» **WHAT THE EXERCISE ASKS**
Every record here should be printed again exactly.

Stored data
════════════════
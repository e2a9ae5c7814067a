use std::collections::BTreeSet;

/// A set of topic prefixes a node is interested in. Topics are hierarchical,
/// slash-delimited strings; a filter entry matches a topic iff it is a
/// leading path-component prefix of it. `"zeek/events"` matches
/// `"zeek/events"` and `"zeek/events/http"`, but not `"zeek/eventstream"`.
#[derive(Debug, Clone, Default, Eq, PartialEq)]
pub struct SubscriptionFilter {
    prefixes: BTreeSet<String>,
}

impl SubscriptionFilter {
    pub fn new() -> SubscriptionFilter {
        SubscriptionFilter::default()
    }

    pub fn from_prefixes(prefixes: impl IntoIterator<Item = impl Into<String>>) -> SubscriptionFilter {
        SubscriptionFilter {
            prefixes: prefixes.into_iter().map(|p| p.into()).collect(),
        }
    }

    /// returns true if the filter changed
    pub fn add(&mut self, prefix: impl Into<String>) -> bool {
        self.prefixes.insert(prefix.into())
    }

    /// returns true if the filter changed
    pub fn remove(&mut self, prefix: &str) -> bool {
        self.prefixes.remove(prefix)
    }

    /// union with another filter; returns true if this filter changed
    pub fn merge(&mut self, other: &SubscriptionFilter) -> bool {
        let mut changed = false;
        for prefix in &other.prefixes {
            changed |= self.prefixes.insert(prefix.clone());
        }
        changed
    }

    pub fn matches(&self, topic: &str) -> bool {
        self.prefixes.iter().any(|p| Self::is_component_prefix(p, topic))
    }

    pub fn is_empty(&self) -> bool {
        self.prefixes.is_empty()
    }

    pub fn iter(&self) -> impl Iterator<Item = &str> {
        self.prefixes.iter().map(|p| p.as_str())
    }

    fn is_component_prefix(prefix: &str, topic: &str) -> bool {
        if !topic.starts_with(prefix) {
            return false;
        }
        // a prefix must end on a path component boundary
        topic.len() == prefix.len() || topic.as_bytes()[prefix.len()] == b'/'
    }
}
//! A topic-based publish/subscribe message bus for distributed event-driven
//! applications. Endpoints exchange data messages addressed by hierarchical
//! topics over long-lived peerings, routed through a mesh of directly
//! connected nodes.
//!
//! The crate is built around two tightly coupled subsystems:
//! * [channel] - a reliable, ordered, at-most-once message channel layered on
//!   top of an unreliable and possibly reordering transport, with cumulative
//!   acknowledgements, negative acknowledgements, retransmission and
//!   heartbeats
//! * [endpoint] - the peering lifecycle and routing substrate that connects
//!   endpoints, maintains per-destination distances and performs graceful
//!   shutdown via an end-of-stream handshake
//!
//! The transport itself is *not* part of this crate: a peering produces and
//! consumes [endpoint::messages::LinkMessage] values on plain channels, and
//! whatever moves those values between processes (TCP, WebSocket, an
//! in-process queue for tests) is glue code outside the core.

pub mod channel;
pub mod endpoint;
pub mod error;
pub mod routing;
pub mod util;

#[cfg(test)]
pub(crate) mod test_util;
use std::net::SocketAddr;

use bytes::Bytes;
use tokio::select;
use tokio::sync::mpsc;
use tokio::task::AbortHandle;
use tokio::time::{interval_at, Instant, MissedTickBehavior};
use tracing::{debug, info};

use crate::endpoint::endpoint_id::EndpointId;
use crate::endpoint::endpoint_state::EndpointState;
use crate::endpoint::messages::{DataMessage, LinkMessage};

/// Everything an endpoint task can be asked to do. All state mutation goes
/// through this one mailbox, so the state itself needs no locks; `Tick` is
/// the scheduled periodic command that drives heartbeats, nack timeouts and
/// advertisement flushing.
#[derive(Debug)]
pub enum EndpointCommand {
    /// publish a payload under a topic on this node
    Publish { topic: String, payload: Bytes },

    /// register a local subscriber; matching data messages are cloned onto
    /// the sink
    Subscribe {
        prefixes: Vec<String>,
        sink: mpsc::UnboundedSender<DataMessage>,
    },

    /// extend the local filter without attaching a subscriber (forward-only
    /// interest)
    AddFilter { prefix: String },

    /// Attach a new peering. `out` is where this endpoint emits link frames
    /// for the peer; `in_handle` (if any) aborts whatever feeds inbound
    /// frames when the peering is torn down.
    InitPeering {
        peer_id: EndpointId,
        peer_addr: Option<SocketAddr>,
        out: mpsc::UnboundedSender<LinkMessage>,
        in_handle: Option<AbortHandle>,
    },

    /// start a graceful (or, without timeout, indefinitely patient) removal
    /// of a peering
    RemovePeering {
        peer_id: EndpointId,
        with_timeout: bool,
    },

    /// a link frame arrived from the peer
    LinkInbound {
        peer_id: EndpointId,
        msg: LinkMessage,
    },

    /// the transport reported the link as gone
    LinkClosed { peer_id: EndpointId },

    /// the BYE grace period for a pending removal elapsed
    ByeTimeout { peer_id: EndpointId, token: u64 },

    Tick,
}

/// Runs an endpoint until its command channel closes or the task is aborted.
/// This is the only place that touches the [EndpointState]; everything else
/// talks to it through [EndpointCommand]s.
pub async fn run_endpoint(
    mut state: EndpointState,
    mut commands: mpsc::UnboundedReceiver<EndpointCommand>,
) {
    let tick_interval = state.config().tick_interval;
    let mut ticks = interval_at(Instant::now() + tick_interval, tick_interval);
    ticks.set_missed_tick_behavior(MissedTickBehavior::Delay);

    info!("starting endpoint {:?}", state.id());

    loop {
        select! {
            cmd = commands.recv() => {
                match cmd {
                    Some(cmd) => state.on_command(cmd),
                    None => break,
                }
            }
            _ = ticks.tick() => {
                state.on_command(EndpointCommand::Tick);
            }
        }
    }

    debug!("command channel of {:?} closed - endpoint loop exiting", state.id());
}
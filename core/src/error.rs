//! Error types surfaced by the engine.
//!
//! Every failure is reported directly to the caller; validation precedes
//! mutation, so a rejected call leaves the model unchanged.

use core::fmt;

use thiserror::Error;

/// Configuration field that failed validation.
#[derive(Debug, Clone, Copy, PartialEq, Eq)]
pub enum ConfigField {
    GradientFactors,
    SurfacePressure,
    DecoAscentRate,
}

impl ConfigField {
    pub fn label(&self) -> &'static str {
        match self {
            ConfigField::GradientFactors => "gradient factors",
            ConfigField::SurfacePressure => "surface pressure",
            ConfigField::DecoAscentRate => "deco ascent rate",
        }
    }
}

impl fmt::Display for ConfigField {
    fn fmt(&self, f: &mut fmt::Formatter<'_>) -> fmt::Result {
        f.write_str(self.label())
    }
}

/// Invalid configuration parameter.
#[derive(Error, Debug, Clone, PartialEq, Eq)]
#[error("invalid {field}: {reason}")]
pub struct ConfigError {
    pub field: ConfigField,
    pub reason: &'static str,
}

impl ConfigError {
    pub fn new(field: ConfigField, reason: &'static str) -> Self {
        Self { field, reason }
    }
}

/// Rejected dive-segment input.
#[derive(Error, Debug, Clone, PartialEq)]
pub enum RecordError {
    #[error("recorded depth {0:.1} m outside supported 0-200 m range")]
    DepthOutOfRange(f64),

    #[error("travel rate must be positive, got {0} m/min")]
    InvalidRate(f64),
}

/// Invalid breathing-gas composition.
#[derive(Error, Debug, Clone, PartialEq)]
pub enum GasError {
    #[error("gas fraction outside 0-1 range: fO2={fo2}, fHe={fhe}")]
    FractionOutOfRange { fo2: f64, fhe: f64 },

    #[error("gas fractions exceed unity: fO2={fo2} + fHe={fhe} > 1")]
    FractionSum { fo2: f64, fhe: f64 },
}

/// Rejected decompression-schedule request.
#[derive(Error, Debug, Clone, PartialEq, Eq)]
pub enum DecoError {
    #[error("no gas mixes available for decompression")]
    EmptyGasList,

    #[error("current gas not present in available gas mixes")]
    CurrentGasNotInList,
}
════════════════
» **RESPONSE BOX**
repository e2a9ae5c7814067a
use std::collections::BTreeSet;

/// A set of topic prefixes a node is interested in. Topics are hierarchical,
/// slash-delimited strings; a filter entry matches a topic iff it is a
/// leading path-component prefix of it. `"zeek/events"` matches
/// `"zeek/events"` and `"zeek/events/http"`, but not `"zeek/eventstream"`.
#[derive(Debug, Clone, Default, Eq, PartialEq)]
pub struct SubscriptionFilter {
    prefixes: BTreeSet<String>,
}

impl SubscriptionFilter {
    pub fn new() -> SubscriptionFilter {
        SubscriptionFilter::default()
    }

    pub fn from_prefixes(prefixes: impl IntoIterator<Item = impl Into<String>>) -> SubscriptionFilter {
        SubscriptionFilter {
            prefixes: prefixes.into_iter().map(|p| p.into()).collect(),
        }
    }

    /// returns true if the filter changed
    pub fn add(&mut self, prefix: impl Into<String>) -> bool {
        self.prefixes.insert(prefix.into())
    }

    /// returns true if the filter changed
    pub fn remove(&mut self, prefix: &str) -> bool {
        self.prefixes.remove(prefix)
    }

    /// union with another filter; returns true if this filter changed
    pub fn merge(&mut self, other: &SubscriptionFilter) -> bool {
        let mut changed = false;
        for prefix in &other.prefixes {
            changed |= self.prefixes.insert(prefix.clone());
        }
        changed
    }

    pub fn matches(&self, topic: &str) -> bool {
        self.prefixes.iter().any(|p| Self::is_component_prefix(p, topic))
    }

    pub fn is_empty(&self) -> bool {
        self.prefixes.is_empty()
    }

    pub fn iter(&self) -> impl Iterator<Item = &str> {
        self.prefixes.iter().map(|p| p.as_str())
    }

    fn is_component_prefix(prefix: &str, topic: &str) -> bool {
        if !topic.starts_with(prefix) {
            return false;
        }
        // a prefix must end on a path component boundary
        topic.len() == prefix.len() || topic.as_bytes()[prefix.len()] == b'/'
    }
}
//! A topic-based publish/subscribe message bus for distributed event-driven
//! applications. Endpoints exchange data messages addressed by hierarchical
//! topics over long-lived peerings, routed through a mesh of directly
//! connected nodes.
//!
//! The crate is built around two tightly coupled subsystems:
//! * [channel] - a reliable, ordered, at-most-once message channel layered on
//!   top of an unreliable and possibly reordering transport, with cumulative
//!   acknowledgements, negative acknowledgements, retransmission and
//!   heartbeats
//! * [endpoint] - the peering lifecycle and routing substrate that connects
//!   endpoints, maintains per-destination distances and performs graceful
//!   shutdown via an end-of-stream handshake
//!
//! The transport itself is *not* part of this crate: a peering produces and
//! consumes [endpoint::messages::LinkMessage] values on plain channels, and
//! whatever moves those values between processes (TCP, WebSocket, an
//! in-process queue for tests) is glue code outside the core.

pub mod channel;
pub mod endpoint;
pub mod error;
pub mod routing;
pub mod util;

#[cfg(test)]
pub(crate) mod test_util;
use std::net::SocketAddr;

use bytes::Bytes;
use tokio::select;
use tokio::sync::mpsc;
use tokio::task::AbortHandle;
use tokio::time::{interval_at, Instant, MissedTickBehavior};
use tracing::{debug, info};

use crate::endpoint::endpoint_id::EndpointId;
use crate::endpoint::endpoint_state::EndpointState;
use crate::endpoint::messages::{DataMessage, LinkMessage};

/// Everything an endpoint task can be asked to do. All state mutation goes
/// through this one mailbox, so the state itself needs no locks; `Tick` is
/// the scheduled periodic command that drives heartbeats, nack timeouts and
/// advertisement flushing.
#[derive(Debug)]
pub enum EndpointCommand {
    /// publish a payload under a topic on this node
    Publish { topic: String, payload: Bytes },

    /// register a local subscriber; matching data messages are cloned onto
    /// the sink
    Subscribe {
        prefixes: Vec<String>,
        sink: mpsc::UnboundedSender<DataMessage>,
    },

    /// extend the local filter without attaching a subscriber (forward-only
    /// interest)
    AddFilter { prefix: String },

    /// Attach a new peering. `out` is where this endpoint emits link frames
    /// for the peer; `in_handle` (if any) aborts whatever feeds inbound
    /// frames when the peering is torn down.
    InitPeering {
        peer_id: EndpointId,
        peer_addr: Option<SocketAddr>,
        out: mpsc::UnboundedSender<LinkMessage>,
        in_handle: Option<AbortHandle>,
    },

    /// start a graceful (or, without timeout, indefinitely patient) removal
    /// of a peering
    RemovePeering {
        peer_id: EndpointId,
        with_timeout: bool,
    },

    /// a link frame arrived from the peer
    LinkInbound {
        peer_id: EndpointId,
        msg: LinkMessage,
    },

    /// the transport reported the link as gone
    LinkClosed { peer_id: EndpointId },

    /// the BYE grace period for a pending removal elapsed
    ByeTimeout { peer_id: EndpointId, token: u64 },

    Tick,
}

/// Runs an endpoint until its command channel closes or the task is aborted.
/// This is the only place that touches the [EndpointState]; everything else
/// talks to it through [EndpointCommand]s.
pub async fn run_endpoint(
    mut state: EndpointState,
    mut commands: mpsc::UnboundedReceiver<EndpointCommand>,
) {
    let tick_interval = state.config().tick_interval;
    let mut ticks = interval_at(Instant::now() + tick_interval, tick_interval);
    ticks.set_missed_tick_behavior(MissedTickBehavior::Delay);

    info!("starting endpoint {:?}", state.id());

    loop {
        select! {
            cmd = commands.recv() => {
                match cmd {
                    Some(cmd) => state.on_command(cmd),
                    None => break,
                }
            }
            _ = ticks.tick() => {
                state.on_command(EndpointCommand::Tick);
            }
        }
    }

    debug!("command channel of {:?} closed - endpoint loop exiting", state.id());
}
filename core/src/error.rs
//! Error types surfaced by the engine.
//!
//! Every failure is reported directly to the caller; validation precedes
//! mutation, so a rejected call leaves the model unchanged.

use core::fmt;

use thiserror::Error;

/// Configuration field that failed validation.
#[derive(Debug, Clone, Copy, PartialEq, Eq)]
pub enum ConfigField {
    GradientFactors,
    SurfacePressure,
    DecoAscentRate,
}

impl ConfigField {
    pub fn label(&self) -> &'static str {
        match self {
            ConfigField::GradientFactors => "gradient factors",
            ConfigField::SurfacePressure => "surface pressure",
            ConfigField::DecoAscentRate => "deco ascent rate",
        }
    }
}

impl fmt::Display for ConfigField {
    fn fmt(&self, f: &mut fmt::Formatter<'_>) -> fmt::Result {
        f.write_str(self.label())
    }
}

/// Invalid configuration parameter.
#[derive(Error, Debug, Clone, PartialEq, Eq)]
#[error("invalid {field}: {reason}")]
pub struct ConfigError {
    pub field: ConfigField,
    pub reason: &'static str,
}

impl ConfigError {
    pub fn new(field: ConfigField, reason: &'static str) -> Self {
        Self { field, reason }
    }
}

/// Rejected dive-segment input.
#[derive(Error, Debug, Clone, PartialEq)]
pub enum RecordError {
    #[error("recorded depth {0:.1} m outside supported 0-200 m range")]
    DepthOutOfRange(f64),

    #[error("travel rate must be positive, got {0} m/min")]
    InvalidRate(f64),
}

/// Invalid breathing-gas composition.
#[derive(Error, Debug, Clone, PartialEq)]
pub enum GasError {
    #[error("gas fraction outside 0-1 range: fO2={fo2}, fHe={fhe}")]
    FractionOutOfRange { fo2: f64, fhe: f64 },

    #[error("gas fractions exceed unity: fO2={fo2} + fHe={fhe} > 1")]
    FractionSum { fo2: f64, fhe: f64 },
}

/// Rejected decompression-schedule request.
#[derive(Error, Debug, Clone, PartialEq, Eq)]
pub enum DecoError {
    #[error("no gas mixes available for decompression")]
    EmptyGasList,

    #[error("current gas not present in available gas mixes")]
    CurrentGasNotInList,
}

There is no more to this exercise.